The great Russian film director Sergei Eisenstein marveled at Prokofiev's genius for film music. In the evening he would watch a series of edited takes a few times, note down the number of seconds that certain events lasted, then go off to his studio and return the next day at noon with the score of that scene perfectly attuned to the screen action. To Eisenstein, Prokofiev was capturing the inner rhythm of the film in his music. Indeed, Eisenstein's Alexander Nevsky is one of those very rare occasions when a great film is accompanied by a superb score.
Alexander Nevsky is a serious film made late in the 1930s with an overt propaganda purpose: to raise the morale of the Russia populace in the likely event of a war with Germany. Eisenstein wrote a screenplay about a medieval hero, Grand Duke Alexander of Novgorod, who in 1240 (at the age of 20) had defeated a Swedish army in a battle on the River Neva (for which feat he was dubbed "Alexander of the Neva" or "Alexander Nevsky"). Two years later he defeated a large force of invading German knights in a battle on the frozen surface of Lake Chudskoye.
Though the film was motivated purely by the propaganda needs of the Soviet state, it is nonetheless one of the great achievements in the history of film, an astonishing fusion of image, dialogue, sound effects, and music. Hardly any later scene of armies in hand-to-hand combat could exist without the example of Eisenstein's great battle on the ice.

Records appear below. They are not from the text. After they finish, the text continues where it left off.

//! Twilio Programmable Messaging provider.
//!
//! Sends `POST {api_base}/2010-04-01/Accounts/{sid}/Messages.json` with form
//! fields `To`, `From` and `Body`, authenticated with HTTP basic auth.

use std::fmt;

use async_trait::async_trait;
use serde::{Deserialize, Serialize};
use tracing::debug;

use super::MessageProvider;
use crate::gateway::error::ProviderError;

/// Public Twilio REST endpoint.
pub const DEFAULT_TWILIO_API_BASE: &str = "https://api.twilio.com";

/// Twilio account settings.
#[derive(Clone, Serialize, Deserialize, PartialEq, Eq)]
pub struct TwilioConfig {
    /// Account SID (`AC...`).
    pub account_sid: String,
    /// Account auth token.
    pub auth_token: String,
    /// Sending phone number.
    pub from: String,
    /// API base URL, overridable for testing.
    #[serde(default = "default_api_base")]
    pub api_base: String,
}

fn default_api_base() -> String {
    DEFAULT_TWILIO_API_BASE.to_string()
}

impl fmt::Debug for TwilioConfig {
    fn fmt(&self, f: &mut fmt::Formatter<'_>) -> fmt::Result {
        f.debug_struct("TwilioConfig")
            .field("account_sid", &self.account_sid)
            .field("auth_token", &"<redacted>")
            .field("from", &self.from)
            .field("api_base", &self.api_base)
            .finish()
    }
}

impl TwilioConfig {
    /// Fails if any credential is blank.
    pub fn ensure_complete(&self) -> Result<(), ProviderError> {
        for (name, value) in [
            ("account_sid", &self.account_sid),
            ("auth_token", &self.auth_token),
            ("from", &self.from),
        ] {
            if value.trim().is_empty() {
                return Err(ProviderError::NotConfigured(format!("twilio {name} is empty")));
            }
        }
        Ok(())
    }

    fn messages_url(&self) -> String {
        format!(
            "{}/2010-04-01/Accounts/{}/Messages.json",
            self.api_base.trim_end_matches('/'),
            self.account_sid
        )
    }
}

/// The subset of Twilio's message/error resource we read.
#[derive(Debug, Deserialize)]
struct TwilioResponse {
    sid: Option<String>,
    message: Option<String>,
}

/// Twilio-backed provider.
pub struct TwilioProvider {
    config: TwilioConfig,
    client: reqwest::Client,
}

impl TwilioProvider {
    pub fn new(config: TwilioConfig) -> Result<Self, ProviderError> {
        config.ensure_complete()?;
        let client = reqwest::Client::builder()
            .user_agent(concat!("nullsms/", env!("CARGO_PKG_VERSION")))
            .build()
            .map_err(|e| ProviderError::Http(e.to_string()))?;
        Ok(Self { config, client })
    }
}

#[async_trait]
impl MessageProvider for TwilioProvider {
    async fn send(&self, destination: &str, body: &str) -> Result<String, ProviderError> {
        debug!(destination, "posting message to twilio");

        let response = self
            .client
            .post(self.config.messages_url())
            .basic_auth(&self.config.account_sid, Some(&self.config.auth_token))
            .form(&[
                ("To", destination),
                ("From", self.config.from.as_str()),
                ("Body", body),
            ])
            .send()
            .await
            .map_err(|e| ProviderError::Http(e.to_string()))?;

        let status = response.status().as_u16();
        let text = response
            .text()
            .await
            .map_err(|e| ProviderError::Http(e.to_string()))?;

        interpret_response(status, &text)
    }

    fn name(&self) -> &str {
        "twilio"
    }
}

/// Turns a Twilio HTTP response into a message id or an error.
fn interpret_response(status: u16, body: &str) -> Result<String, ProviderError> {
    let parsed: Option<TwilioResponse> = serde_json::from_str(body).ok();

    if (200..300).contains(&status) {
        return parsed
            .and_then(|r| r.sid)
            .ok_or_else(|| ProviderError::InvalidResponse("missing message sid".into()));
    }

    let message = parsed
        .and_then(|r| r.message)
        .unwrap_or_else(|| format!("provider returned HTTP {status}"));
    Err(ProviderError::Rejected { status, message })
}

#[cfg(test)]
mod tests {
    use super::*;

    fn config() -> TwilioConfig {
        TwilioConfig {
            account_sid: "AC123".into(),
            auth_token: "s3cr3t-token".into(),
            from: "+15550000".into(),
            api_base: "https://api.example.test/".into(),
        }
    }

    #[test]
    fn test_messages_url() {
        assert_eq!(
            config().messages_url(),
            "https://api.example.test/2010-04-01/Accounts/AC123/Messages.json"
        );
    }

    #[test]
    fn test_success_returns_sid() {
        let body = r#"{"sid": "SM42", "status": "queued"}"#;
        assert_eq!(interpret_response(201, body).unwrap(), "SM42");
    }

    #[test]
    fn test_success_without_sid_is_invalid() {
        assert!(matches!(
            interpret_response(200, "{}"),
            Err(ProviderError::InvalidResponse(_))
        ));
    }

    #[test]
    fn test_error_surfaces_provider_message() {
        let body = r#"{"code": 21211, "message": "The 'To' number is not valid.", "status": 400}"#;
        assert_eq!(
            interpret_response(400, body).unwrap_err(),
            ProviderError::Rejected {
                status: 400,
                message: "The 'To' number is not valid.".into()
            }
        );
    }

    #[test]
    fn test_error_without_json() {
        let err = interpret_response(503, "Service Unavailable").unwrap_err();
        assert_eq!(err.to_string(), "provider returned HTTP 503");
    }

    #[test]
    fn test_incomplete_config_rejected() {
        let mut cfg = config();
        cfg.auth_token = " ".into();
        assert!(matches!(
            TwilioProvider::new(cfg),
            Err(ProviderError::NotConfigured(_))
        ));
    }

    #[test]
    fn test_debug_redacts_token() {
        assert!(!format!("{:?}", config()).contains("s3cr3t"));
    }
}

Alexander Nevsky was so urgently needed in 1938 that entire units of the Russia army were drafted to serve as extras, and the climactic battle scenes were shot during a July heat wave on a vast leveled field covered with sodium silicate to give it the appearance of ice. Soon after it was released, to unprecedented acclaim, the film was withdrawn from circulation upon the signing of the German-Soviet pact of 1939. Possibly this fact motivated Prokofiev to salvage his excellent score by turning it into a cantata for concert use. We are fortunate that he did so, for the resulting score is one of the composer's most satisfying works. Every musical cue in the film is substantially rewritten for the cantata to provide greater continuity and a clearer musical shape. Still, the sections of the cantata follow the sequence of events in Eisenstein's film. The music therefore provides a "mind's eye" illustration of the story.

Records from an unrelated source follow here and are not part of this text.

//! Bit packing for the zero-width codec.
//!
//! Every character becomes exactly one octet, most significant bit first, so a
//! sequence built from text is always `8 * chars` long. Only code points up to
//! U+00FF fit in an octet; anything wider is reported back to the caller
//! instead of being silently truncated.

use thiserror::Error;

use crate::{BITS_PER_CHAR, MAX_CODE_POINT};

/// Errors produced while packing text into bits.
#[derive(Error, Debug, Clone, PartialEq, Eq)]
pub enum BitError {
    #[error("character {ch:?} (U+{code:04X}) at position {index} does not fit in 8 bits")]
    OutOfRange { ch: char, code: u32, index: usize },
}

/// Ordered sequence of single bits.
///
/// # Invariants
/// - `len()` is always a multiple of 8
/// - bit `i` of octet `n` lives at index `n * 8 + i`, MSB first
#[derive(Debug, Clone, Default, PartialEq, Eq)]
pub struct BitSequence {
    bits: Vec<bool>,
}

impl BitSequence {
    /// Packs text, one octet per character.
    ///
    /// # Errors
    /// Returns `BitError::OutOfRange` for the first character above U+00FF.
    pub fn from_text(text: &str) -> Result<Self, BitError> {
        let mut bits = Vec::with_capacity(text.len() * BITS_PER_CHAR);

        for (index, ch) in text.chars().enumerate() {
            let code = ch as u32;
            if code > MAX_CODE_POINT {
                return Err(BitError::OutOfRange { ch, code, index });
            }
            push_octet(&mut bits, code as u8);
        }

        Ok(Self { bits })
    }

    /// Packs raw octets.
    pub fn from_octets(octets: &[u8]) -> Self {
        let mut bits = Vec::with_capacity(octets.len() * BITS_PER_CHAR);
        for &octet in octets {
            push_octet(&mut bits, octet);
        }
        Self { bits }
    }

    /// Number of bits in the sequence.
    pub fn len(&self) -> usize {
        self.bits.len()
    }

    /// True if the sequence holds no bits.
    pub fn is_empty(&self) -> bool {
        self.bits.is_empty()
    }

    /// Bit at `index`, if in range.
    pub fn get(&self, index: usize) -> Option<bool> {
        self.bits.get(index).copied()
    }

    /// Iterates over the bits in order.
    pub fn iter(&self) -> impl Iterator<Item = bool> + '_ {
        self.bits.iter().copied()
    }

    /// Regroups the bits into octets.
    pub fn to_octets(&self) -> Vec<u8> {
        self.bits
            .chunks(BITS_PER_CHAR)
            .map(|chunk| chunk.iter().fold(0u8, |acc, &bit| (acc << 1) | bit as u8))
            .collect()
    }

    /// Reads every octet back as a code point in U+0000..=U+00FF.
    pub fn to_text(&self) -> String {
        self.to_octets().into_iter().map(char::from).collect()
    }

    /// Renders the bits as `0`/`1` digits with a space between octets.
    pub fn to_binary_string(&self) -> String {
        self.bits
            .chunks(BITS_PER_CHAR)
            .map(|chunk| {
                chunk
                    .iter()
                    .map(|&bit| if bit { '1' } else { '0' })
                    .collect::<String>()
            })
            .collect::<Vec<_>>()
            .join(" ")
    }
}

impl FromIterator<bool> for BitSequence {
    /// Collects bits as-is. Callers keep the multiple-of-8 invariant by
    /// mapping over an existing sequence.
    fn from_iter<I: IntoIterator<Item = bool>>(iter: I) -> Self {
        Self {
            bits: iter.into_iter().collect(),
        }
    }
}

fn push_octet(bits: &mut Vec<bool>, octet: u8) {
    for shift in (0..BITS_PER_CHAR).rev() {
        bits.push((octet >> shift) & 1 == 1);
    }
}

#[cfg(test)]
mod tests {
    use super::*;

    #[test]
    fn test_from_text_msb_first() {
        let bits = BitSequence::from_text("Hi").unwrap();
        assert_eq!(bits.len(), 16);
        assert_eq!(bits.to_binary_string(), "01001000 01101001");
    }

    #[test]
    fn test_length_is_eight_per_char() {
        let text = "héllo wörld ÿ";
        let bits = BitSequence::from_text(text).unwrap();
        assert_eq!(bits.len(), 8 * text.chars().count());
    }

    #[test]
    fn test_rejects_wide_characters() {
        let err = BitSequence::from_text("ok€").unwrap_err();
        assert_eq!(
            err,
            BitError::OutOfRange {
                ch: '€',
                code: 0x20AC,
                index: 2
            }
        );
    }

    #[test]
    fn test_latin1_upper_bound_is_accepted() {
        let bits = BitSequence::from_text("\u{FF}").unwrap();
        assert_eq!(bits.to_octets(), vec![0xFF]);
    }

    #[test]
    fn test_octets_back_to_text() {
        let bits = BitSequence::from_octets(&[0x48, 0x69, 0xE9]);
        assert_eq!(bits.to_text(), "Hié");
    }

    #[test]
    fn test_empty_text() {
        let bits = BitSequence::from_text("").unwrap();
        assert!(bits.is_empty());
        assert_eq!(bits.to_text(), "");
    }
}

Chorus of Russians: It happened on the Neva River, On the Neva, the great water. There was slaughtered in the evil army, the evil army of the Swedes. Oh, how we fought, how we slashed! Oh, we chopped our boats into kinding. We did not spare our golden blood in defense of our great Russia land. Where the axe passed, there was a street, where the spear flew, an alley. We mowed down our Swedish enemies like feather-grass on dry soil. We shall not yield up the Russia land. Whoever invades Russia shall be killed. Russia has arisen against the foe; arise for battle, glorious Novgorod!
Crusaders: A foreigner, I expected my feet to be shod in cymbals.

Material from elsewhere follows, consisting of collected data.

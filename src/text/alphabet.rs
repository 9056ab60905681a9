//! Carrier symbol alphabets.
//!
//! An alphabet is an ordered pair of code points that stand for bit 0 and
//! bit 1 in a carrier string. Three pairs ship:
//!
//! | Variant   | bit 0    | bit 1    |
//! |-----------|----------|----------|
//! | `zwsp`    | U+200B   | U+200C   |
//! | `zwnj`    | U+200C   | U+200B   |
//! | `braille` | U+2800   | U+2801   |

use std::fmt;
use std::str::FromStr;

use serde::{Deserialize, Serialize};
use thiserror::Error;

/// Zero width space.
pub const ZWSP: char = '\u{200B}';
/// Zero width non-joiner.
pub const ZWNJ: char = '\u{200C}';
/// Blank Braille pattern.
pub const BRAILLE_BLANK: char = '\u{2800}';
/// Braille pattern dots-1.
pub const BRAILLE_DOT1: char = '\u{2801}';

#[derive(Error, Debug, Clone, PartialEq, Eq)]
pub enum AlphabetError {
    #[error("unknown encoder '{0}' (expected zwsp, zwnj or braille)")]
    Unknown(String),
}

/// The symbol pair used to carry bits.
#[derive(Debug, Clone, Copy, PartialEq, Eq, Hash, Default, Serialize, Deserialize)]
#[serde(rename_all = "lowercase", try_from = "String")]
pub enum SymbolAlphabet {
    /// ZWSP for 0, ZWNJ for 1.
    #[default]
    Zwsp,
    /// ZWNJ for 0, ZWSP for 1.
    Zwnj,
    /// Blank Braille cell for 0, dots-1 cell for 1.
    Braille,
}

impl SymbolAlphabet {
    /// Every shipped alphabet.
    pub const ALL: [SymbolAlphabet; 3] = [Self::Zwsp, Self::Zwnj, Self::Braille];

    /// Symbol carrying bit 0.
    pub const fn zero(self) -> char {
        match self {
            Self::Zwsp => ZWSP,
            Self::Zwnj => ZWNJ,
            Self::Braille => BRAILLE_BLANK,
        }
    }

    /// Symbol carrying bit 1.
    pub const fn one(self) -> char {
        match self {
            Self::Zwsp => ZWNJ,
            Self::Zwnj => ZWSP,
            Self::Braille => BRAILLE_DOT1,
        }
    }

    pub const fn symbol(self, bit: bool) -> char {
        if bit {
            self.one()
        } else {
            self.zero()
        }
    }

    /// Bit carried by `ch`, or `None` if `ch` is not part of this alphabet.
    pub fn bit_for(self, ch: char) -> Option<bool> {
        if ch == self.zero() {
            Some(false)
        } else if ch == self.one() {
            Some(true)
        } else {
            None
        }
    }

    pub const fn name(self) -> &'static str {
        match self {
            Self::Zwsp => "zwsp",
            Self::Zwnj => "zwnj",
            Self::Braille => "braille",
        }
    }
}

impl fmt::Display for SymbolAlphabet {
    fn fmt(&self, f: &mut fmt::Formatter<'_>) -> fmt::Result {
        f.write_str(self.name())
    }
}

impl FromStr for SymbolAlphabet {
    type Err = AlphabetError;

    fn from_str(s: &str) -> Result<Self, Self::Err> {
        match s.trim().to_ascii_lowercase().as_str() {
            "zwsp" => Ok(Self::Zwsp),
            "zwnj" => Ok(Self::Zwnj),
            "braille" | "u+2800" => Ok(Self::Braille),
            other => Err(AlphabetError::Unknown(other.to_string())),
        }
    }
}

impl TryFrom<String> for SymbolAlphabet {
    type Error = AlphabetError;

    fn try_from(value: String) -> Result<Self, Self::Error> {
        value.parse()
    }
}

#[cfg(test)]
mod tests {
    use super::*;

    #[test]
    fn test_pairs_are_distinct() {
        for alphabet in SymbolAlphabet::ALL {
            assert_ne!(alphabet.zero(), alphabet.one(), "{alphabet}");
        }
    }

    #[test]
    fn test_zwnj_swaps_zwsp() {
        assert_eq!(SymbolAlphabet::Zwnj.zero(), SymbolAlphabet::Zwsp.one());
        assert_eq!(SymbolAlphabet::Zwnj.one(), SymbolAlphabet::Zwsp.zero());
    }

    #[test]
    fn test_bit_for() {
        let a = SymbolAlphabet::Braille;
        assert_eq!(a.bit_for('\u{2800}'), Some(false));
        assert_eq!(a.bit_for('\u{2801}'), Some(true));
        assert_eq!(a.bit_for('\u{200B}'), None);
        assert_eq!(a.bit_for('x'), None);
    }

    #[test]
    fn test_parse_names() {
        assert_eq!("ZWSP".parse::<SymbolAlphabet>(), Ok(SymbolAlphabet::Zwsp));
        assert_eq!(" zwnj ".parse::<SymbolAlphabet>(), Ok(SymbolAlphabet::Zwnj));
        assert_eq!("braille".parse::<SymbolAlphabet>(), Ok(SymbolAlphabet::Braille));
        assert!(matches!(
            "morse".parse::<SymbolAlphabet>(),
            Err(AlphabetError::Unknown(name)) if name == "morse"
        ));
    }

    #[test]
    fn test_serde_lowercase() {
        let json = serde_json::to_string(&SymbolAlphabet::Braille).unwrap();
        assert_eq!(json, "\"braille\"");
        let back: SymbolAlphabet = serde_json::from_str("\"zwnj\"").unwrap();
        assert_eq!(back, SymbolAlphabet::Zwnj);
        let upper: SymbolAlphabet = serde_json::from_str("\"Braille\"").unwrap();
        assert_eq!(upper, SymbolAlphabet::Braille);
        assert!(serde_json::from_str::<SymbolAlphabet>("\"morse\"").is_err());
    }
}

Suddenly in the spring sunshine the ice of the lake cracks under the heavy armor of the mounted Germans, and most of the invading army sinks to its death in the icy waters. The battle ends with unexpected suddenness; the astonished peasants look out at what little remains of the enemy force, as the orchestra plays a poignant phrase from the fourth movement.
Crusaders: A foreigner, I expected my feet to be shod in cymbals. May the arms of the cross-bearers conquer! Let the enemy perish!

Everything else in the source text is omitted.